2024 Conference USA baseball tournament
- Teams: 8
- Format: See below
- Finals site: J. C. Love Field at Pat Patterson Park; Ruston, Louisiana;
- Champions: Dallas Baptist (1st title)
- Winning coach: Dan Heefner (1st title)
- MVP: Alex Pendergrast (Dallas Baptist)
- Television: ESPN+, CBSSN (Championship game)

= 2024 Conference USA baseball tournament =

Baseball tournament

The 2024 Conference USA Baseball Tournament was held from May 22 through May 26 at J. C. Love Field at Pat Patterson Park in Ruston to determine the tournament champion of Division I Conference USA in college baseball. Dallas Baptist, the tournament champion, received the conference's automatic bid to the 2024 NCAA Division I baseball tournament.

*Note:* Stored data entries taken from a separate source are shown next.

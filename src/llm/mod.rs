//! LLM integration for inbox-pilot.
//!
//! Supports:
//! - **Anthropic**: Messages API over reqwest
//! - **OpenAI**: chat-completions API over reqwest (or any compatible
//!   endpoint via a custom base URL)
//!
//! Both backends sit behind the `LlmProvider` trait so the triage
//! policy never sees which one is in play — tests swap in stubs.

mod anthropic;
mod openai;
pub mod provider;

pub use anthropic::AnthropicProvider;
pub use openai::OpenAiProvider;
pub use provider::*;

use std::sync::Arc;

use crate::error::ConfigError;

/// Supported LLM backends.
#[derive(Debug, Clone, Copy, PartialEq, Eq)]
pub enum LlmBackend {
    Anthropic,
    OpenAi,
}

impl std::str::FromStr for LlmBackend {
    type Err = ConfigError;
    fn from_str(s: &str) -> Result<Self, Self::Err> {
        match s.to_ascii_lowercase().as_str() {
            "anthropic" => Ok(Self::Anthropic),
            "openai" => Ok(Self::OpenAi),
            other => Err(ConfigError::InvalidValue {
                key: "backend".into(),
                message: format!("unknown backend '{}'", other),
            }),
        }
    }
}

/// Configuration for creating an LLM provider.
#[derive(Debug, Clone)]
pub struct LlmConfig {
    pub backend: LlmBackend,
    pub api_key: secrecy::SecretString,
    pub model: String,
    /// Override the API endpoint (OpenAI-compatible servers, proxies).
    pub base_url: Option<String>,
}

/// Create an LLM provider from configuration.
pub fn create_provider(config: &LlmConfig) -> Arc<dyn LlmProvider> {
    match config.backend {
        LlmBackend::Anthropic => {
            tracing::info!(model = %config.model, "Using Anthropic");
            match &config.base_url {
                Some(url) => Arc::new(AnthropicProvider::with_base_url(
                    config.api_key.clone(),
                    &config.model,
                    url,
                )),
                None => Arc::new(AnthropicProvider::new(config.api_key.clone(), &config.model)),
            }
        }
        LlmBackend::OpenAi => {
            tracing::info!(model = %config.model, "Using OpenAI");
            match &config.base_url {
                Some(url) => Arc::new(OpenAiProvider::with_base_url(
                    config.api_key.clone(),
                    &config.model,
                    url,
                )),
                None => Arc::new(OpenAiProvider::new(config.api_key.clone(), &config.model)),
            }
        }
    }
}
//! Human review queue — every triage decision lands here.
//!
//! Cards carry either a draft reply (approve/edit/dismiss) or an
//! escalation marker (a human writes the reply, or dismisses). The
//! queue broadcasts state changes to connected WebSocket clients.

pub mod model;
pub mod queue;
pub mod ws;

pub use model::{CardAction, CardKind, CardStatus, ReviewCard, WsMessage};
pub use queue::{ReviewQueue, spawn_expiry_task};
pub use ws::{AppState, inbox_routes};
//! clopts - declarative command-line option parsing.
//!
//! A [`Schema`] declares the options a program accepts: flags, typed value
//! options, positionals, callbacks and stop sentinels. Parsing an argument
//! vector against it yields a [`ParseResult`] with typed access to every
//! option, and every runtime error goes through a single [`ErrorPolicy`].
//!
//! ```
//! use clopts::{OptionSpec, Schema, ValueType};
//!
//! let schema = Schema::builder()
//!     .option(OptionSpec::flag("--verbose", "Print more"))
//!     .option(OptionSpec::value("--count", "How many", ValueType::Integer))
//!     .build()
//!     .unwrap();
//!
//! let result = schema.try_parse(["prog", "--count=3", "--verbose"]).unwrap();
//! assert_eq!(result.get_as::<i64>("--count").unwrap(), Some(3));
//! assert!(result.flag("--verbose").unwrap());
//! ```

pub mod config;
pub mod error;
pub mod help;
pub mod output;
pub mod parser;
pub mod reference;
pub mod result;
pub mod schema;
mod store;
pub mod value;

pub use config::{ConfigError, OptionConfig, SchemaConfig};
pub use error::{Disposition, ErrorContext, ErrorPolicy, ExitOnError, FailFast, ParseError};
pub use help::{render_help, render_usage};
pub use output::{render_error, render_help_output, render_json, render_shell, write_temp};
pub use parser::Parse;
pub use reference::{RefTuple, Snapshot};
pub use result::{FromValue, ParseResult, Slot};
pub use schema::{
    Arity, CallbackFn, HelpHandler, Lookup, OptionKey, OptionKind, OptionSpec, Schema,
    SchemaBuilder, SchemaError, DEFAULT_STOP_SENTINEL, HELP_OPTION,
};
pub use value::{coerce, Choices, FileData, FsLoader, ResourceLoader, Value, ValueType};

The tournament has been held every year since 1996, except for 2020, due to the COVID-19 pandemic. The Rice Owls has claimed seven championships, the most of any school, with the Owls latest win in 2017.

==Format and seeding==
The tournament consisted of the top eight teams in regular season play. The format consisted of two double-elimination brackets, with a single-elimination championship game.

== Schedule ==

Source:

Game: Time*; Matchup^{#}; Score; Television; Attendance
Wednesday, May 22
1: 9:00 a.m.; No. 3 Western Kentucky vs. No. 6 Florida International; 5-7; ESPN+
2: 12:55 p.m.; No. 2 Dallas Baptist vs. No. 7 New Mexico State; 5-3
3: 4:25 p.m.; No. 1 Louisiana Tech vs. No. 8 Middle Tennessee; 8-2
Thursday, May 23
4: 11:05 a.m.; No. 4 Sam Houston vs. No. 5 Liberty; 3-9; ESPN+
5: 2:35 p.m.; No. 3 Western Kentucky vs. No. 7 New Mexico State; 8-2
6: 8:35 p.m.; No. 2 Dallas Baptist vs. No. 6 Florida International; 8-2; 994
Friday, May 26
7: 9:00 a.m.; No. 4 Sam Houston vs. No. 8 Middle Tennessee; 2-0; ESPN+
8: 12:30 p.m.; No. 5 Liberty vs. No. 1 Louisiana Tech; 6-2
9: 4:00 p.m.; No. 3 Western Kentucky vs. No. 6 Florida International; 8-5
10: 7:30 p.m.; No. 1 Louisiana Tech vs. No. 4 Sam Houston; 5-3; 1451
Saturday, May 25
11: 9:00 a.m.; No. 2 Dallas Baptist vs. No. 3 Western Kentucky; 7-5; ESPN+
12: 12:30 p.m.; No. 1 Louisiana Tech vs. No. 5 Liberty; 8-7
13: 7:30 p.m.; No. 1 Louisiana Tech vs. No. 5 Liberty; 6-5 (10); 1106
Championship – Sunday, May 26
Championship: 1:00 p.m.; No. 1 Louisiana Tech vs. No. 2 Dallas Baptist; 10-17; CBSSN; 2247
*Game times in CDT. # – Rankings denote tournament seed.